A tiger cub in a Santa Suit
A tiger cub in a Santa Suit (from Emergency Kittens)!
I find it alternately confusing and amusing that some of the most emphatic defenders of keeping the Christ in Christmas want to claim Santa Claus as an important component of the Christian aspect of the holiday. Because among the fundamentalist Christians who raised me, Santa Claus was always a symbol of the secularization of the holiday. Several of the churches I attended as a kid banned images of Santa Claus from the building, and forbade the singing of any of the Christmas songs that mentioned him at any church activity.

I say churches, plural, because my family moved often during my childhood. My dad’s job in the petroleum industry leading to my oft-repeated description of growing up as “ten elementary schools in four different states.”

I remember, for instance, the “Up On the House Top” controversy. One of the churches ran a nonprofit day care on weekdays. While it was a church day care, it was a business open to any family that could pay the fees, so a lot of the kids came from families that attended different churches (or no church at all). One year of the day care’s annual Christmas pageant, in addition to the usual repertoire of “Silent Night,” “O, Little Town of Bethleham,” “The Little Drummer Boy,” “Away in the Manger,” “Joy to the World,” and “Jingle Bells,” one group of kids sang a version of “Up on the House Top” that included some amusing choreography.

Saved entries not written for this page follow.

// AppInventory - platform/config.rs
//
// Platform-specific configuration directory resolution and config.toml
// loading with startup validation.
//
// Uses the `directories` crate for XDG (Linux), AppData (Windows),
// Library (macOS) compliance.

use crate::util::constants;
use crate::util::error::ConfigError;
use directories::ProjectDirs;
use std::path::{Path, PathBuf};

/// Resolved platform paths for AppInventory configuration.
#[derive(Debug, Clone)]
pub struct PlatformPaths {
    /// Configuration directory (e.g. ~/.config/appinventory/ or
    /// ~/Library/Application Support/AppInventory/)
    pub config_dir: PathBuf,
}

impl PlatformPaths {
    /// Resolve platform-appropriate paths.
    ///
    /// Falls back to current directory if platform dirs cannot be determined.
    pub fn resolve() -> Self {
        if let Some(proj_dirs) = ProjectDirs::from("", "", constants::APP_ID) {
            let config_dir = proj_dirs.config_dir().to_path_buf();
            tracing::debug!(config = %config_dir.display(), "Platform paths resolved");
            Self { config_dir }
        } else {
            tracing::warn!("Could not determine platform directories, using current directory");
            Self {
                config_dir: PathBuf::from("."),
            }
        }
    }

    /// Default location of config.toml.
    pub fn config_file(&self) -> PathBuf {
        self.config_dir.join(constants::CONFIG_FILE_NAME)
    }
}

// =============================================================================
// config.toml loading and validation
// =============================================================================

/// Raw deserialisable shape of config.toml.
///
/// Unknown keys are silently ignored for forward compatibility.
#[derive(Debug, Default, serde::Deserialize)]
#[serde(default)]
pub struct RawConfig {
    /// `[report]` section.
    pub report: ReportSection,
    /// `[classification]` section.
    pub classification: ClassificationSection,
    /// `[logging]` section.
    pub logging: LoggingSection,
}

/// `[report]` config section.
#[derive(Debug, Default, serde::Deserialize)]
#[serde(default)]
pub struct ReportSection {
    /// System Information text export to read.
    pub input_file: Option<String>,
    /// Spreadsheet to write.
    pub output_file: Option<String>,
    /// Label for the OS column.
    pub os_label: Option<String>,
    /// Worksheet name.
    pub sheet_name: Option<String>,
}

/// `[classification]` config section.
#[derive(Debug, Default, serde::Deserialize)]
#[serde(default)]
pub struct ClassificationSection {
    /// Upper bound (days) of the "Frequently" bucket.
    pub frequently_max_days: Option<i64>,
    /// Upper bound (days) of the "Occasionally" bucket.
    pub occasionally_max_days: Option<i64>,
}

/// `[logging]` config section.
#[derive(Debug, Default, serde::Deserialize)]
#[serde(default)]
pub struct LoggingSection {
    /// Log level: "error", "warn", "info", "debug", "trace".
    pub level: Option<String>,
}

/// Validated application configuration derived from `config.toml`.
///
/// Invalid values produce actionable warnings and fall back to defaults.
#[derive(Debug, Clone, PartialEq)]
pub struct AppConfig {
    // -- Report --
    pub input_file: PathBuf,
    pub output_file: PathBuf,
    pub os_label: String,
    pub sheet_name: String,

    // -- Classification --
    pub frequently_max_days: i64,
    pub occasionally_max_days: i64,

    // -- Logging --
    /// Logging level string (for init before tracing is available).
    pub log_level: Option<String>,
}

impl Default for AppConfig {
    fn default() -> Self {
        Self {
            input_file: PathBuf::from(constants::DEFAULT_INPUT_FILE),
            output_file: PathBuf::from(constants::DEFAULT_OUTPUT_FILE),
            os_label: constants::DEFAULT_OS_LABEL.to_string(),
            sheet_name: constants::DEFAULT_SHEET_NAME.to_string(),
            frequently_max_days: constants::DEFAULT_FREQUENTLY_MAX_DAYS,
            occasionally_max_days: constants::DEFAULT_OCCASIONALLY_MAX_DAYS,
            log_level: None,
        }
    }
}

/// Load and validate the config file at `config_path`.
///
/// Returns `AppConfig` with validated values and a list of non-fatal warnings.
/// If the file does not exist, returns defaults with no warnings (first-run).
/// If the file is unreadable or unparseable, returns defaults with a warning.
///
/// Called before logging is initialised, so problems are only returned,
/// never logged here.
pub fn load_config(config_path: &Path) -> (AppConfig, Vec<String>) {
    if !config_path.exists() {
        return (AppConfig::default(), Vec::new());
    }

    match std::fs::read_to_string(config_path) {
        Ok(content) => parse_config(&content, config_path),
        Err(e) => {
            let err = ConfigError::Io {
                path: config_path.to_path_buf(),
                source: e,
            };
            (AppConfig::default(), vec![format!("{err}. Using defaults.")])
        }
    }
}

/// Validate config.toml content. `origin` is only used in messages.
pub fn parse_config(content: &str, origin: &Path) -> (AppConfig, Vec<String>) {
    let mut warnings: Vec<String> = Vec::new();

    let raw: RawConfig = match toml::from_str(content) {
        Ok(r) => r,
        Err(e) => {
            let err = ConfigError::TomlParse {
                path: origin.to_path_buf(),
                source: e,
            };
            warnings.push(format!("{err}. Using defaults."));
            return (AppConfig::default(), warnings);
        }
    };

    // Validate each field against named constants, accumulating all errors.
    let mut config = AppConfig::default();

    // -- Report: paths --
    if let Some(ref input) = raw.report.input_file {
        if input.trim().is_empty() {
            warnings.push("[report] input_file is empty. Using default.".to_string());
        } else {
            config.input_file = PathBuf::from(input);
        }
    }
    if let Some(ref output) = raw.report.output_file {
        if output.trim().is_empty() {
            warnings.push("[report] output_file is empty. Using default.".to_string());
        } else {
            config.output_file = PathBuf::from(output);
        }
    }

    // -- Report: os_label --
    if let Some(ref label) = raw.report.os_label {
        if label.trim().is_empty() {
            warnings.push(format!(
                "[report] os_label is empty. Using default ({}).",
                constants::DEFAULT_OS_LABEL
            ));
        } else {
            config.os_label = label.clone();
        }
    }

    // -- Report: sheet_name --
    if let Some(ref name) = raw.report.sheet_name {
        match validate_sheet_name(name) {
            Ok(()) => config.sheet_name = name.clone(),
            Err(reason) => warnings.push(format!(
                "[report] sheet_name = \"{name}\" {reason}. Using default ({}).",
                constants::DEFAULT_SHEET_NAME
            )),
        }
    }

    // -- Classification: frequently_max_days --
    if let Some(days) = raw.classification.frequently_max_days {
        if (0..=constants::MAX_THRESHOLD_DAYS).contains(&days) {
            config.frequently_max_days = days;
        } else {
            let err = ConfigError::ValueOutOfRange {
                field: "classification.frequently_max_days".to_string(),
                value: days.to_string(),
                expected: format!("0-{}", constants::MAX_THRESHOLD_DAYS),
            };
            warnings.push(format!(
                "{err}. Using default ({}).",
                constants::DEFAULT_FREQUENTLY_MAX_DAYS
            ));
        }
    }

    // -- Classification: occasionally_max_days --
    if let Some(days) = raw.classification.occasionally_max_days {
        if (config.frequently_max_days..=constants::MAX_THRESHOLD_DAYS).contains(&days) {
            config.occasionally_max_days = days;
        } else {
            let err = ConfigError::ValueOutOfRange {
                field: "classification.occasionally_max_days".to_string(),
                value: days.to_string(),
                expected: format!(
                    "{}-{}",
                    config.frequently_max_days,
                    constants::MAX_THRESHOLD_DAYS
                ),
            };
            warnings.push(format!(
                "{err}. Using default ({}).",
                constants::DEFAULT_OCCASIONALLY_MAX_DAYS
            ));
        }
    }

    // The default occasional bound may now sit below a raised frequent bound.
    if config.occasionally_max_days < config.frequently_max_days {
        warnings.push(format!(
            "[classification] occasionally_max_days ({}) is below frequently_max_days ({}). \
             Raising it to match.",
            config.occasionally_max_days, config.frequently_max_days,
        ));
        config.occasionally_max_days = config.frequently_max_days;
    }

    // -- Logging: level --
    if let Some(ref level) = raw.logging.level {
        if constants::VALID_LOG_LEVELS.contains(&level.to_lowercase().as_str()) {
            config.log_level = Some(level.to_lowercase());
        } else {
            warnings.push(format!(
                "[logging] level = \"{level}\" is not recognised. \
                 Valid values: error, warn, info, debug, trace. Using default (info).",
            ));
        }
    }

    (config, warnings)
}

/// Excel worksheet naming rules.
fn validate_sheet_name(name: &str) -> Result<(), String> {
    const FORBIDDEN: [char; 7] = ['[', ']', ':', '*', '?', '/', '\\'];

    let len = name.chars().count();
    if len == 0 || len > constants::MAX_SHEET_NAME_LEN {
        return Err(format!(
            "must be 1-{} characters",
            constants::MAX_SHEET_NAME_LEN
        ));
    }
    if let Some(c) = name.chars().find(|c| FORBIDDEN.contains(c)) {
        return Err(format!("contains forbidden character '{c}'"));
    }
    if name.starts_with('\'') || name.ends_with('\'') {
        return Err("must not start or end with an apostrophe".to_string());
    }
    Ok(())
}
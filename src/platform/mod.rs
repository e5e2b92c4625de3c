// AppInventory - platform/mod.rs
//
// Platform abstraction layer.
// Dependencies: standard library, directories crate.
// Must NOT depend on: core, app.

pub mod config;
pub mod fs;
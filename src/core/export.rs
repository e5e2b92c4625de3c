// AppInventory - core/export.rs
//
// Spreadsheet, CSV and JSON export of application records.
// Core layer: CSV and JSON write to any Write trait object; XLSX builds
// an in-memory workbook that the caller saves.
//
// All formats share one column schema:
//   ID, Name, Version, Vendor, Used, License Type, OS

use crate::core::model::{ApplicationRecord, ExportFormat, LicenseType, UsageCategory};
use crate::util::constants;
use crate::util::error::ExportError;
use rust_xlsxwriter::{RowNum, Workbook, XlsxError};
use serde::Serialize;
use std::fs::File;
use std::io::{BufWriter, Write};
use std::path::Path;

/// Sheet-level settings shared by all formats.
#[derive(Debug, Clone, PartialEq, Eq)]
pub struct ExportOptions {
    /// Worksheet name (XLSX only).
    pub sheet_name: String,
    /// Constant written to the OS column of every row.
    pub os_label: String,
}

impl Default for ExportOptions {
    fn default() -> Self {
        Self {
            sheet_name: constants::DEFAULT_SHEET_NAME.to_string(),
            os_label: constants::DEFAULT_OS_LABEL.to_string(),
        }
    }
}

/// One output row. Field renames match `COLUMN_HEADERS`.
#[derive(Debug, Serialize)]
struct ExportRow<'a> {
    #[serde(rename = "ID")]
    id: usize,
    #[serde(rename = "Name")]
    name: &'a str,
    #[serde(rename = "Version")]
    version: Option<&'a str>,
    #[serde(rename = "Vendor")]
    vendor: Option<&'a str>,
    #[serde(rename = "Used")]
    used: Option<UsageCategory>,
    #[serde(rename = "License Type")]
    license_type: Option<LicenseType>,
    #[serde(rename = "OS")]
    os: &'a str,
}

impl<'a> ExportRow<'a> {
    fn new(record: &'a ApplicationRecord, os_label: &'a str) -> Self {
        Self {
            id: record.id,
            name: &record.name,
            version: record.version.as_deref(),
            vendor: record.vendor.as_deref(),
            used: record.used,
            license_type: record.license_type,
            os: os_label,
        }
    }

    /// Text cells after the numeric ID column, in header order.
    fn text_cells(&self) -> [Option<&'a str>; 6] {
        [
            Some(self.name),
            self.version,
            self.vendor,
            self.used.map(|u| u.label()),
            self.license_type.map(|l| l.label()),
            Some(self.os),
        ]
    }
}

/// Build the workbook: one sheet, header row, one row per record.
///
/// Missing values are left as empty cells.
pub fn build_workbook(
    records: &[ApplicationRecord],
    options: &ExportOptions,
) -> Result<Workbook, XlsxError> {
    let mut workbook = Workbook::new();
    let worksheet = workbook.add_worksheet();
    worksheet.set_name(options.sheet_name.as_str())?;

    for (col, header) in constants::COLUMN_HEADERS.iter().enumerate() {
        worksheet.write_string(0, col as u16, *header)?;
    }

    for (idx, record) in records.iter().enumerate() {
        let row_num = RowNum::try_from(idx + 1).map_err(|_| XlsxError::RowColumnLimitError)?;
        let row = ExportRow::new(record, &options.os_label);

        worksheet.write_number(row_num, 0, row.id as f64)?;
        for (offset, cell) in row.text_cells().into_iter().enumerate() {
            if let Some(text) = cell.filter(|t| !t.is_empty()) {
                worksheet.write_string(row_num, (offset + 1) as u16, text)?;
            }
        }
    }

    Ok(workbook)
}

/// Export records to an `.xlsx` file at `path`.
pub fn export_xlsx(
    records: &[ApplicationRecord],
    path: &Path,
    options: &ExportOptions,
) -> Result<usize, ExportError> {
    let to_export_error = |source| ExportError::Xlsx {
        path: path.to_path_buf(),
        source,
    };

    let mut workbook = build_workbook(records, options).map_err(to_export_error)?;
    workbook.save(path).map_err(to_export_error)?;
    Ok(records.len())
}

/// Export records to CSV format.
///
/// The header row is always written, even for an empty record list.
pub fn export_csv<W: Write>(
    records: &[ApplicationRecord],
    writer: W,
    options: &ExportOptions,
    export_path: &Path,
) -> Result<usize, ExportError> {
    let csv_error = |source| ExportError::Csv {
        path: export_path.to_path_buf(),
        source,
    };

    let mut csv_writer = csv::WriterBuilder::new()
        .has_headers(false)
        .from_writer(writer);

    csv_writer
        .write_record(constants::COLUMN_HEADERS)
        .map_err(csv_error)?;

    let mut count = 0;
    for record in records {
        csv_writer
            .serialize(ExportRow::new(record, &options.os_label))
            .map_err(csv_error)?;
        count += 1;
    }

    csv_writer.flush().map_err(|e| ExportError::Io {
        path: export_path.to_path_buf(),
        source: e,
    })?;

    Ok(count)
}

/// Export records to JSON format (array of objects keyed by column header).
pub fn export_json<W: Write>(
    records: &[ApplicationRecord],
    writer: W,
    options: &ExportOptions,
    export_path: &Path,
) -> Result<usize, ExportError> {
    let rows: Vec<ExportRow<'_>> = records
        .iter()
        .map(|r| ExportRow::new(r, &options.os_label))
        .collect();

    serde_json::to_writer_pretty(writer, &rows).map_err(|e| ExportError::Json {
        path: export_path.to_path_buf(),
        source: e,
    })?;
    Ok(rows.len())
}

/// Write records to `path` in the given format, creating or truncating
/// the file.
pub fn export_to_path(
    records: &[ApplicationRecord],
    path: &Path,
    format: ExportFormat,
    options: &ExportOptions,
) -> Result<usize, ExportError> {
    match format {
        ExportFormat::Xlsx => export_xlsx(records, path, options),
        ExportFormat::Csv => write_file(path, |w| export_csv(records, w, options, path)),
        ExportFormat::Json => write_file(path, |w| export_json(records, w, options, path)),
    }
}

/// Create `path`, hand a buffered writer to `write`, then flush.
fn write_file<F>(path: &Path, write: F) -> Result<usize, ExportError>
where
    F: FnOnce(&mut BufWriter<File>) -> Result<usize, ExportError>,
{
    let io_error = |source| ExportError::Io {
        path: path.to_path_buf(),
        source,
    };

    let file = File::create(path).map_err(io_error)?;
    let mut writer = BufWriter::new(file);
    let count = write(&mut writer)?;
    writer.flush().map_err(io_error)?;
    Ok(count)
}
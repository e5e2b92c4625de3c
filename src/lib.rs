// AppInventory - lib.rs
//
// Library entry point, exposing all modules for integration testing
// and programmatic use. The CLI in `main.rs` is a thin wrapper.

pub mod app;
pub mod core;
pub mod platform;
pub mod util;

Some of the church ladies who were not regularly associated with the day care attended the pageant, and they were not pleased. It started running around the gossip circuit in the congregation that someone had allowed Santa Claus at the day care. The tone of voice some people used, you would have thought that someone was giving the kids alcohol and cigarettes. Or even worse, allowing them to listen to rock music!

To me, I didn’t see how it was that much different than “Jingle Bells,” which is a Christmas song that doesn’t mention Jesus’ birth at all. No one ever seemed to object to that in the children’s performance. And I recall a very amusing rendition of “I’m Gettin’ Nothin’ for Christmas” at an evening Christmas concert at church that no one objected to. Not every song performed at the less formal holiday events at the church had to be a sacred hymn, obviously.

Santa explains how to explain gay people to kids.
Why are flying reindeer less confusing than people who belief differently than you?
I realize that a lot of the people who believe that the War on Christmas is an actual thing are not necessarily hardcore Biblical literalist or fundamentalists. They’re a bit more casually Christian. They are the sorts of people who think that the phrase “cleanliness is next to godliness” actually comes from the Bible, right? They’re also the ones who can say, with a straight face, “Jesus promoted charity at the highest level, but he was not self-destructive. The Lord helps those who help themselves.”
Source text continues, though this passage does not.